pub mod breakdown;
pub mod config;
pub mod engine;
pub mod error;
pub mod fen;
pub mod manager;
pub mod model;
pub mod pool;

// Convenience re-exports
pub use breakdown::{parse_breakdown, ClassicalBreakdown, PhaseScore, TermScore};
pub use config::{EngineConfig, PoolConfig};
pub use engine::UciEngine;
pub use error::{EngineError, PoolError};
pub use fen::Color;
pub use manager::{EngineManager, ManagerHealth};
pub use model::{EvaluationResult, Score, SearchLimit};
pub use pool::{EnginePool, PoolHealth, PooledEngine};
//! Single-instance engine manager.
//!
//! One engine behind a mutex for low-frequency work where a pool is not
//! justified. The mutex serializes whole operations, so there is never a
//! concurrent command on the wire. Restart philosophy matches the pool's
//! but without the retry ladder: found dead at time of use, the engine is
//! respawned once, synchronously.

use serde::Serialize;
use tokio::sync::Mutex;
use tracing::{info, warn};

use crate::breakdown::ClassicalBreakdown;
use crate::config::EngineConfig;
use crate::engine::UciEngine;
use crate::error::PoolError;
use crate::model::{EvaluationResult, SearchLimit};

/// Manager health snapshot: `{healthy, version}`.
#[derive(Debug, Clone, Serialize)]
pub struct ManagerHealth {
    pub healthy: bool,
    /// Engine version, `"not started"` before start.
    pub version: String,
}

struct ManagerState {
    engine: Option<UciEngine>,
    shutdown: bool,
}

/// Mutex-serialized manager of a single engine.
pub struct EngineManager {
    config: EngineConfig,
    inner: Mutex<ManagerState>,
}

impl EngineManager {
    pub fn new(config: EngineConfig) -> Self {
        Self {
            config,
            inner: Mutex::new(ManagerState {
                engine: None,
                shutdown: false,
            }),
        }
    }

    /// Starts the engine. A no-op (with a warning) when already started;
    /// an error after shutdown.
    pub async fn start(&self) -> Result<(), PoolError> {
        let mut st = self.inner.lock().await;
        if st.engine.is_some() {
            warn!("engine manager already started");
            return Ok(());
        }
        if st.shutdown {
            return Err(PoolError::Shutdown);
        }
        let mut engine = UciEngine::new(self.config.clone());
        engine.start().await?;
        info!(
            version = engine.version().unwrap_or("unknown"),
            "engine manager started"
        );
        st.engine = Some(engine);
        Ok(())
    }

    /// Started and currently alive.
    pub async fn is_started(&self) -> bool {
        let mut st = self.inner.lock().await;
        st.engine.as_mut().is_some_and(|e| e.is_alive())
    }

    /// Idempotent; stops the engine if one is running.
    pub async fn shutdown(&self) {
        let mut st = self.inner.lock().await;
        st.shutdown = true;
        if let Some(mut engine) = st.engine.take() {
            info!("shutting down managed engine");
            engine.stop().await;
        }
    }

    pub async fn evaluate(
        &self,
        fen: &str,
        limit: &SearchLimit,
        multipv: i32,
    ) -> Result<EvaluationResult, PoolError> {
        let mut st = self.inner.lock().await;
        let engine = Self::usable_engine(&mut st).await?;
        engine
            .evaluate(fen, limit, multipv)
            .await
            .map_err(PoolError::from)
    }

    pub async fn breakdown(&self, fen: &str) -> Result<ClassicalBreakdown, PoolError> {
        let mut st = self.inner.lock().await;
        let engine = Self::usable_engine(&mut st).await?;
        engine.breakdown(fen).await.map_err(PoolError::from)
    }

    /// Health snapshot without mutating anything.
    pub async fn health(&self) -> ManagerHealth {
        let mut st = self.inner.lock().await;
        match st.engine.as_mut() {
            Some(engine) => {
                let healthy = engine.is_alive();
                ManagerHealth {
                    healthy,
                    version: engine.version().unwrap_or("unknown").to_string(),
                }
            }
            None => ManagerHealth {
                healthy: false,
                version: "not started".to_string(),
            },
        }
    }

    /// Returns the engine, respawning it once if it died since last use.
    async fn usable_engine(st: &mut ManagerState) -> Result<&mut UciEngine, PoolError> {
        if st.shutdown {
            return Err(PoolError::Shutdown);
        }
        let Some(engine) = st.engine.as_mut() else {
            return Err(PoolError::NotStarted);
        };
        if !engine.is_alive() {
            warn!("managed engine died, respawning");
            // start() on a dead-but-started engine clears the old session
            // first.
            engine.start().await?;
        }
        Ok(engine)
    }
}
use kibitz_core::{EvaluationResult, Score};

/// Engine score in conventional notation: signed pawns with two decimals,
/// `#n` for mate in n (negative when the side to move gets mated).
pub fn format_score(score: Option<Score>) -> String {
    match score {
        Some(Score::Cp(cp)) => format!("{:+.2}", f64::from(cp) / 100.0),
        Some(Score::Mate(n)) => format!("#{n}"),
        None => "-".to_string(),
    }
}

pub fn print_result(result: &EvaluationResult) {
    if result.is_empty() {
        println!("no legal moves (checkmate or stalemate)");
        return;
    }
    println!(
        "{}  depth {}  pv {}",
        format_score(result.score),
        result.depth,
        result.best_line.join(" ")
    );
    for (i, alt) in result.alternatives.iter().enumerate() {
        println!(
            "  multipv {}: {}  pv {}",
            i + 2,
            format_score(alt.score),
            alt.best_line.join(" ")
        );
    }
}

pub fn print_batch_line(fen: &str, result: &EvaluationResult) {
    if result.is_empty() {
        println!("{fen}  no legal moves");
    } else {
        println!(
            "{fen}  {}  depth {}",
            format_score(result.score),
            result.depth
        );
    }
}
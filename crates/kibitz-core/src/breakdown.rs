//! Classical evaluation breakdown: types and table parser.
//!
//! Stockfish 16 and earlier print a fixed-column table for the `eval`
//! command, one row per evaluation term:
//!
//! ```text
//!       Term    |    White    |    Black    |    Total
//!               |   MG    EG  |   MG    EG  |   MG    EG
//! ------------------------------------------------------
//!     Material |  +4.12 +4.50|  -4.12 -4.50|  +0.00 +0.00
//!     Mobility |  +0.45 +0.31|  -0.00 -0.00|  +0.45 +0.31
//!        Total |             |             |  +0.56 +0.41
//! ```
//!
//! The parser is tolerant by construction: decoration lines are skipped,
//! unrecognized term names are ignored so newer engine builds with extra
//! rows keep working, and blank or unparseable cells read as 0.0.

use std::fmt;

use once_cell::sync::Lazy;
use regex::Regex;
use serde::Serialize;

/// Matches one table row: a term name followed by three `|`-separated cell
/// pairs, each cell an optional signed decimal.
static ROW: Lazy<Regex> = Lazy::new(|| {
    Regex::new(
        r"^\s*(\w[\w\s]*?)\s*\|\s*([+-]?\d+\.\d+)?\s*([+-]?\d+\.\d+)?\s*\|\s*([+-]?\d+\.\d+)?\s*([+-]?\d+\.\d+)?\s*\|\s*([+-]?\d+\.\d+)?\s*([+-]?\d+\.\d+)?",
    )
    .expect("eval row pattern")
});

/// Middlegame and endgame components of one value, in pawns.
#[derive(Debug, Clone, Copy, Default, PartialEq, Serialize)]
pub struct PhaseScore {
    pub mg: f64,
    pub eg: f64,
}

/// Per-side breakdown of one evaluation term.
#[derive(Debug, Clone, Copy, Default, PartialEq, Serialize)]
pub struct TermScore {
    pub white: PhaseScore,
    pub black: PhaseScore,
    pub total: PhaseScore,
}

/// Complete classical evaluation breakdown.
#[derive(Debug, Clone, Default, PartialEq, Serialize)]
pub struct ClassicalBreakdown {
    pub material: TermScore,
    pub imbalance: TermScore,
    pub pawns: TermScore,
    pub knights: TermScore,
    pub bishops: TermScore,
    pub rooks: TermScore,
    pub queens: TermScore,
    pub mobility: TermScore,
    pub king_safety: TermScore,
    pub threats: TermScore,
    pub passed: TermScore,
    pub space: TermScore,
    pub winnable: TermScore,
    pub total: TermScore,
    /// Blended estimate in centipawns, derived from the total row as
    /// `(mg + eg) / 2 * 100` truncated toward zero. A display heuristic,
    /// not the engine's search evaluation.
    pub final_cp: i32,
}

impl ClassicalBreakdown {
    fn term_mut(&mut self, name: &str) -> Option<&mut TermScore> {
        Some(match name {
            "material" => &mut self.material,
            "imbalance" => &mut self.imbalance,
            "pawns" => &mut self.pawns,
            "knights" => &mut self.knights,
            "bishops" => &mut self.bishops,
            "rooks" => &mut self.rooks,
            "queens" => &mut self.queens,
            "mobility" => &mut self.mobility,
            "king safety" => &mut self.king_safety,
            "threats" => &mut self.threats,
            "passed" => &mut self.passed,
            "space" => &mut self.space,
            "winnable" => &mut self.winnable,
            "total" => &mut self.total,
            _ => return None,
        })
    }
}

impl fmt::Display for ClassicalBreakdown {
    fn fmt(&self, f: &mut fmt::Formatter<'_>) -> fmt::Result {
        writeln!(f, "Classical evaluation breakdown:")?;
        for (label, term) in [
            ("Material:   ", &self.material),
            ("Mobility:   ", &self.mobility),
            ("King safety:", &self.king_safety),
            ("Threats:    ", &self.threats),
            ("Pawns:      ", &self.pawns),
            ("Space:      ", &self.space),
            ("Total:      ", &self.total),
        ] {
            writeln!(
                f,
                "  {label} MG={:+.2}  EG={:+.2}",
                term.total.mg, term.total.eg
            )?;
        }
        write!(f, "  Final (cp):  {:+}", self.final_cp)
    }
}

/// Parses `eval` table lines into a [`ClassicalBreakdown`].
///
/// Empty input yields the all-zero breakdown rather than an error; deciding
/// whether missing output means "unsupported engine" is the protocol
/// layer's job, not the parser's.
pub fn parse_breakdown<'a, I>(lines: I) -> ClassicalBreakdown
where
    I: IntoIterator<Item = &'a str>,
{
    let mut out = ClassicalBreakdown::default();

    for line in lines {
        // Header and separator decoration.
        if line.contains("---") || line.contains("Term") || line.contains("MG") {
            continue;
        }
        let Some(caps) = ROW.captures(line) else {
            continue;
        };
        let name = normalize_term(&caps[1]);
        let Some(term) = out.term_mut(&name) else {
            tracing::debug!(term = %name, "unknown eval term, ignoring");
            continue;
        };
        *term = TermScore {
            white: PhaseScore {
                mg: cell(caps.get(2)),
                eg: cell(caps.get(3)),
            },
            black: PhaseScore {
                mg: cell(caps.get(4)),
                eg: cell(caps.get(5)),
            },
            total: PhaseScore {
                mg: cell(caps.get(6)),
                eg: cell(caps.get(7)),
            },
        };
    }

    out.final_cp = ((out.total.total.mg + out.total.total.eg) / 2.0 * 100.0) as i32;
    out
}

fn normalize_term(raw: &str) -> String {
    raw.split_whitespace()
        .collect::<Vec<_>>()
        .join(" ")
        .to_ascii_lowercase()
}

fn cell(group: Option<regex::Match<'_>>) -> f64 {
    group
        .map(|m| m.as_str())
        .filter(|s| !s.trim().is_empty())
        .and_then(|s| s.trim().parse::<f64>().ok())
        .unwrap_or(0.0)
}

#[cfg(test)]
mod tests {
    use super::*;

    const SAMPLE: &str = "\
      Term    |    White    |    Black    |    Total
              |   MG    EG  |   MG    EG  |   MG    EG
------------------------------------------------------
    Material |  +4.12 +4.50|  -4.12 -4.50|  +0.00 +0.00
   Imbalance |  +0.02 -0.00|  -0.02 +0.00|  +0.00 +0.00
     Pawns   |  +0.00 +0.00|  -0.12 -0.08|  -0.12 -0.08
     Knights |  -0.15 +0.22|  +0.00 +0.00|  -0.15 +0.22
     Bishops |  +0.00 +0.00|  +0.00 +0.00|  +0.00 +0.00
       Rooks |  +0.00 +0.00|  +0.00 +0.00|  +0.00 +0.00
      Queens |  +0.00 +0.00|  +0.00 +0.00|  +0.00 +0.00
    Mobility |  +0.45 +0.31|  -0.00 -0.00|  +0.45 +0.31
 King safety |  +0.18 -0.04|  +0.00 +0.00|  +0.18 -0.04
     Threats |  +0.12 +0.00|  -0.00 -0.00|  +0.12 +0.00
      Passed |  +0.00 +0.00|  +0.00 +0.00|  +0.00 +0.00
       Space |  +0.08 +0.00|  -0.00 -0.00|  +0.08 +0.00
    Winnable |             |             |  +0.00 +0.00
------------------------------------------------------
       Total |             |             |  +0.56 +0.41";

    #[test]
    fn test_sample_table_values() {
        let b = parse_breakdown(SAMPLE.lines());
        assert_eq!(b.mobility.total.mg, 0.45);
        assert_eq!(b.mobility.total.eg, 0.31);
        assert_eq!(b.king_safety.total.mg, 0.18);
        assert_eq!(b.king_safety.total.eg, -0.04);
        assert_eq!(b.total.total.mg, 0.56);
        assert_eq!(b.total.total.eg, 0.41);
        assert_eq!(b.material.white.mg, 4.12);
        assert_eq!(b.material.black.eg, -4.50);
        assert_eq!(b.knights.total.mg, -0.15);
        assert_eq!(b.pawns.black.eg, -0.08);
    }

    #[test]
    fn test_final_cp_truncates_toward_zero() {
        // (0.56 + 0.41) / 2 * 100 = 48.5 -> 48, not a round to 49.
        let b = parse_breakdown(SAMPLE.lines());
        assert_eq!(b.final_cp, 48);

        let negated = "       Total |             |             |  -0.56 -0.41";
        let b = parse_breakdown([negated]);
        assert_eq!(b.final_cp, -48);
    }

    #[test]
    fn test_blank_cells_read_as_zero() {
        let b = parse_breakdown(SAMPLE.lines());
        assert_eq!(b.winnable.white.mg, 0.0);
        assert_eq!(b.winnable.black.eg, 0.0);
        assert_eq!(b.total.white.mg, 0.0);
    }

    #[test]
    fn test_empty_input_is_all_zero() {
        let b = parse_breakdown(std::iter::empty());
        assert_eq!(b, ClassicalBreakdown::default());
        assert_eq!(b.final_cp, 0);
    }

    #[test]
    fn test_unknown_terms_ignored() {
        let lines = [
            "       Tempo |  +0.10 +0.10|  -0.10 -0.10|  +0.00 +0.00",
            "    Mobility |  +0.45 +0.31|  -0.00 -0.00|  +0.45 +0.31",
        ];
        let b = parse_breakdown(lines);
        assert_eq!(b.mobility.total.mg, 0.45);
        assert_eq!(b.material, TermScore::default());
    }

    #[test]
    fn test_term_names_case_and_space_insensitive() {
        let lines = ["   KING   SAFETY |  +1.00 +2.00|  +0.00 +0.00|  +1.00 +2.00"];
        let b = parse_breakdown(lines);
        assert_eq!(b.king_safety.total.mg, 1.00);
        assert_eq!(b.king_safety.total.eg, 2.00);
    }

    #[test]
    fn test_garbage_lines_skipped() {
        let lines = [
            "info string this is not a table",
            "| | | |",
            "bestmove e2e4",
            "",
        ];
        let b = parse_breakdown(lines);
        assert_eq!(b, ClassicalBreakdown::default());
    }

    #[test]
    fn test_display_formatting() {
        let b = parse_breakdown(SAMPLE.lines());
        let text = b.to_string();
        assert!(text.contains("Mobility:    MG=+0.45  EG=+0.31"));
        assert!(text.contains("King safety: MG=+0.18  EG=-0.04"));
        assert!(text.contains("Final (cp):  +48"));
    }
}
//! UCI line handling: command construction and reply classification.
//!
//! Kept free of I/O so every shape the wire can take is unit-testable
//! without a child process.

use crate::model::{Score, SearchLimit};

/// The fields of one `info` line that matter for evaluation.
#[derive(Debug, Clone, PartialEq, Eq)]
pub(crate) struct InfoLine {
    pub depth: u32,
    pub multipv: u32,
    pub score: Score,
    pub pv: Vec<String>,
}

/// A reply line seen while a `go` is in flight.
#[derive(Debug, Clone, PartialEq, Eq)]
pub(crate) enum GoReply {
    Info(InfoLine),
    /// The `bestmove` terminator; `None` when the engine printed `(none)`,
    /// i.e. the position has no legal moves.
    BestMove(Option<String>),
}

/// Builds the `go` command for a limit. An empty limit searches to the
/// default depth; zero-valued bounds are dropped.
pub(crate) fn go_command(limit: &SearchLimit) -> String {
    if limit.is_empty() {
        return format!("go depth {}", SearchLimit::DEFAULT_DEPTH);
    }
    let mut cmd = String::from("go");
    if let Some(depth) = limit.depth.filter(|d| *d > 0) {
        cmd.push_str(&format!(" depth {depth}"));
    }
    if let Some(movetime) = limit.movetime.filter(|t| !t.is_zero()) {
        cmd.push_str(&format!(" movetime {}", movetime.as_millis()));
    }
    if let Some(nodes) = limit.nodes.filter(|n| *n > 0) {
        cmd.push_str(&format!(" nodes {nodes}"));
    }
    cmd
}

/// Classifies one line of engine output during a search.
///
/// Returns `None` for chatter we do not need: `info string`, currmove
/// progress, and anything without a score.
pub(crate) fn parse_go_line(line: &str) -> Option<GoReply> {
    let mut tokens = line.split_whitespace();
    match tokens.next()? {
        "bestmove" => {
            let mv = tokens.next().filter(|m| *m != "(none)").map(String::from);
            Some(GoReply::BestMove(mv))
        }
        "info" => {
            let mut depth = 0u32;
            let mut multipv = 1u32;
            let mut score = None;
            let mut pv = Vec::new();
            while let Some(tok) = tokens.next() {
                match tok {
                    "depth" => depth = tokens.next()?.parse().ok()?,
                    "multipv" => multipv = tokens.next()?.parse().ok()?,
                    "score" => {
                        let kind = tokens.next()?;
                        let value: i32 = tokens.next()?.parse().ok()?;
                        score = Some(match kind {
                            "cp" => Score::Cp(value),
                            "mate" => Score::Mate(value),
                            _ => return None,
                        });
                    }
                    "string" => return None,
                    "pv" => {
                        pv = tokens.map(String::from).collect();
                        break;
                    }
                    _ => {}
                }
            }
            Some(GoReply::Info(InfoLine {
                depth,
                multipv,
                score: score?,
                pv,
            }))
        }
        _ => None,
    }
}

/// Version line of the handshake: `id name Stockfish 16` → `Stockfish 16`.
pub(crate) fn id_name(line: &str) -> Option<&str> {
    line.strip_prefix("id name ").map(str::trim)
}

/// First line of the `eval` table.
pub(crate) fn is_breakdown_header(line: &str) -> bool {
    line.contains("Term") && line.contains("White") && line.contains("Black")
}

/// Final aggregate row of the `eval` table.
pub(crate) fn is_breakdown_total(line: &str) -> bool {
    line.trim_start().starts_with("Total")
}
========
* _How to complete this task_: Above this task is a listing. Restate, word for word and with nothing added, the lines from the one with "assert_eq!(b.king_safety.total.mg, 1.00);" through the one with "pub(crate) enum GoReply".

* _Written response_:
        assert_eq!(b.king_safety.total.mg, 1.00);
        assert_eq!(b.king_safety.total.eg, 2.00);
    }

    #[test]
    fn test_garbage_lines_skipped() {
        let lines = [
            "info string this is not a table",
            "| | | |",
            "bestmove e2e4",
            "",
        ];
        let b = parse_breakdown(lines);
        assert_eq!(b, ClassicalBreakdown::default());
    }

    #[test]
    fn test_display_formatting() {
        let b = parse_breakdown(SAMPLE.lines());
        let text = b.to_string();
        assert!(text.contains("Mobility:    MG=+0.45  EG=+0.31"));
        assert!(text.contains("King safety: MG=+0.18  EG=-0.04"));
        assert!(text.contains("Final (cp):  +48"));
    }
}
//! UCI line handling: command construction and reply classification.
//!
//! Kept free of I/O so every shape the wire can take is unit-testable
//! without a child process.

use crate::model::{Score, SearchLimit};

/// The fields of one `info` line that matter for evaluation.
#[derive(Debug, Clone, PartialEq, Eq)]
pub(crate) struct InfoLine {
    pub depth: u32,
    pub multipv: u32,
    pub score: Score,
    pub pv: Vec<String>,
}

/// A reply line seen while a `go` is in flight.
#[derive(Debug, Clone, PartialEq, Eq)]
pub(crate) enum GoReply {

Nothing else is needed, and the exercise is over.